Punk Rock Mafothers
Caryl Phillips reveals blind spots of investing
in solely economy-based means of social restorative potentials (The European Tribe 127). Perhaps, it is
not official politics, but something that can be characterized as a sense of
the era bringing about a cluster of issues that started burgeoning at the onset
of postvictorian / postedwardian world and were later to be further
transfigured into the polemic constituent of and shaped by cultural vocabulary
of the twentieth century. In Against the Grain: Essays 1975-1985 (1986), Terry Eagleton focuses on the peculiar
dialogues between modernism and postmodernism to portray an aspect of the
modern day discussion:
From modernism proper, postmodernism
inherits the fragmentary or schizoid self, but eradicates all critical distance
from it […] From the avant-garde, postmodernism takes the dissolution of art
into social life, rejection of tradition, an opposition to ‘high’ culture as
such, but crosses this with the unpolitical impulses of modernism […] An
authentically political art in our own time might similarly draw upon both
modernism and the avant-garde, but in a different combination from
postmodernism. (146-7)
Again, rather than participating in the
acceptance of a distorted projection of how ideas can relate to cultural flows,
Eagleton proposes “the emergence of a
transformed rationality” (Against
the Grain 147) as a means of
solidifying the conviction in the vibrancy of roots.

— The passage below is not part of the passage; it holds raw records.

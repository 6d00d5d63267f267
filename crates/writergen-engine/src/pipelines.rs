//! Synchronous capability pipelines: one provider round-trip (two for a
//! pivoted translation) followed by normalization.

use writergen_contracts::normalize::{normalize_emotions, normalize_translation, HOP_SEPARATOR};
use writergen_contracts::prompts::{
    emotion_prompt, hop_label, translation_prompt, EMOTION_PARAMS, IMAGE_PARAMS,
    TRANSLATION_PARAMS,
};
use writergen_contracts::{
    Completion, Failure, GenerationError, Language, NormalizedResult, Recovery,
};

use crate::client::{ChatRequest, GenerationClient, ImageRequest};

/// Result of one pipeline run plus the raw provider text kept for diagnostics.
#[derive(Debug, Clone, PartialEq, Eq)]
pub struct PipelineOutcome {
    pub result: Result<Completion, Failure>,
    pub raw: Option<String>,
}

impl PipelineOutcome {
    fn completed(completion: Completion, raw: Option<String>) -> Self {
        Self {
            result: Ok(completion),
            raw,
        }
    }

    fn failed(failure: Failure, raw: Option<String>) -> Self {
        Self {
            result: Err(failure),
            raw,
        }
    }
}

struct Hop {
    from: Option<Language>,
    to: Language,
}

fn translation_hops(target: Language) -> Vec<Hop> {
    let pivot = Hop {
        from: None,
        to: Language::PIVOT,
    };
    if target.is_pivot() {
        return vec![pivot];
    }
    vec![
        pivot,
        Hop {
            from: Some(Language::PIVOT),
            to: target,
        },
    ]
}

/// Translate `text` into `target`, routing through the pivot language when
/// the target is anything else.
pub fn run_translation(
    client: &dyn GenerationClient,
    model: &str,
    text: &str,
    target: Language,
) -> PipelineOutcome {
    let mut current = text.to_string();
    let mut raw_outputs: Vec<String> = Vec::new();
    let mut recovery = Recovery::Clean;

    for hop in translation_hops(target) {
        let label = hop_label(hop.from, hop.to);
        let request = ChatRequest {
            model: model.to_string(),
            system_prompt: translation_prompt(hop.to),
            user_text: current.clone(),
            params: TRANSLATION_PARAMS,
        };
        let normalized = client.complete_chat(&request).and_then(|raw| {
            raw_outputs.push(raw.clone());
            normalize_translation(&raw)
        });
        match normalized {
            Ok(normalized) => {
                if normalized.fallback_used() {
                    recovery = Recovery::Fallback;
                }
                current = normalized.value;
            }
            Err(err) => {
                log_failure("translation", &label, &err);
                let raw = joined_raw(&raw_outputs);
                let failure = Failure::from(err).with_stage(&label).with_raw(raw.clone());
                return PipelineOutcome::failed(failure, raw);
            }
        }
    }

    PipelineOutcome::completed(
        Completion {
            result: NormalizedResult::Translation(current),
            recovery,
        },
        joined_raw(&raw_outputs),
    )
}

pub fn run_emotion(client: &dyn GenerationClient, model: &str, text: &str) -> PipelineOutcome {
    let request = ChatRequest {
        model: model.to_string(),
        system_prompt: emotion_prompt().to_string(),
        user_text: text.to_string(),
        params: EMOTION_PARAMS,
    };
    let raw = match client.complete_chat(&request) {
        Ok(raw) => raw,
        Err(err) => {
            log_failure("emotion", "extraction", &err);
            return PipelineOutcome::failed(Failure::from(err), None);
        }
    };
    match normalize_emotions(&raw) {
        Ok(normalized) => PipelineOutcome::completed(
            Completion {
                result: NormalizedResult::EmotionClues(normalized.value),
                recovery: normalized.recovery,
            },
            Some(raw),
        ),
        Err(err) => {
            log_failure("emotion", "extraction", &err);
            PipelineOutcome::failed(Failure::from(err), Some(raw))
        }
    }
}

pub fn run_images(client: &dyn GenerationClient, model: &str, prompt: &str) -> PipelineOutcome {
    let request = ImageRequest {
        model: model.to_string(),
        prompt: prompt.to_string(),
        params: IMAGE_PARAMS,
    };
    match client.generate_images(&request) {
        Ok(urls) => {
            if urls.is_empty() {
                tracing::info!("image generation returned no images");
            }
            PipelineOutcome::completed(Completion::clean(NormalizedResult::ImageSet(urls)), None)
        }
        Err(err) => {
            log_failure("image", "generation", &err);
            PipelineOutcome::failed(Failure::from(err), None)
        }
    }
}

fn joined_raw(outputs: &[String]) -> Option<String> {
    if outputs.is_empty() {
        return None;
    }
    Some(outputs.join(&format!("\n{HOP_SEPARATOR}\n")))
}

fn log_failure(capability: &str, stage: &str, err: &GenerationError) {
    match err {
        GenerationError::ProviderDeclined { .. } => {
            tracing::warn!(capability, stage, "provider declined the request");
        }
        GenerationError::Transport(_) | GenerationError::MalformedResponse { .. } => {
            tracing::warn!(capability, stage, error = %err, "generation failed");
        }
    }
}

Although such an insistence
might invoke an inclination contrary to docile, amorphous polyphony of cultural
vocabularies, it is important to acknowledge its focus being on criticizing hypocrisy
and superficiality. Accordingly, in his book Theory After Theory: An Intellectual History of Literary Theory From 1950 to the Early 21st
Century (2010), Nicholas
Birns points out deceitful streaks within “an
ethic of indiscriminate tolerance” (317)
and “easy pluralities” (317). Likewise, in Reason, Faith, and Revolution: Reflections
on the God Debate (2009), Terry Eagleton observes:”A culture which
results from the active participation of all its members is likely to be more
mixed and uneven than a uniform culture which admits new members only on its
own terms. In this sense, equality generates difference” (153-4).
How repulsively uniforming
individualism is. How incomparable with its linguistic false pair. How,
conversely, unity resonates in the key of individuality. Distinctive enough to
cleanse the blurring boundaries threatening to sweep the distinction between
the very notions of difference and sameness. McKenzie Wark, The Beach Beneath the Street: The Everyday
Life and Glorious Times of the Situationist International (2011):”The
twenty-first century is the culmination of two forms of individualism. In the
first, individuals are all the same; in the second, they are all different. The
first is classically bourgeois, the second distinctly bohemian” (11).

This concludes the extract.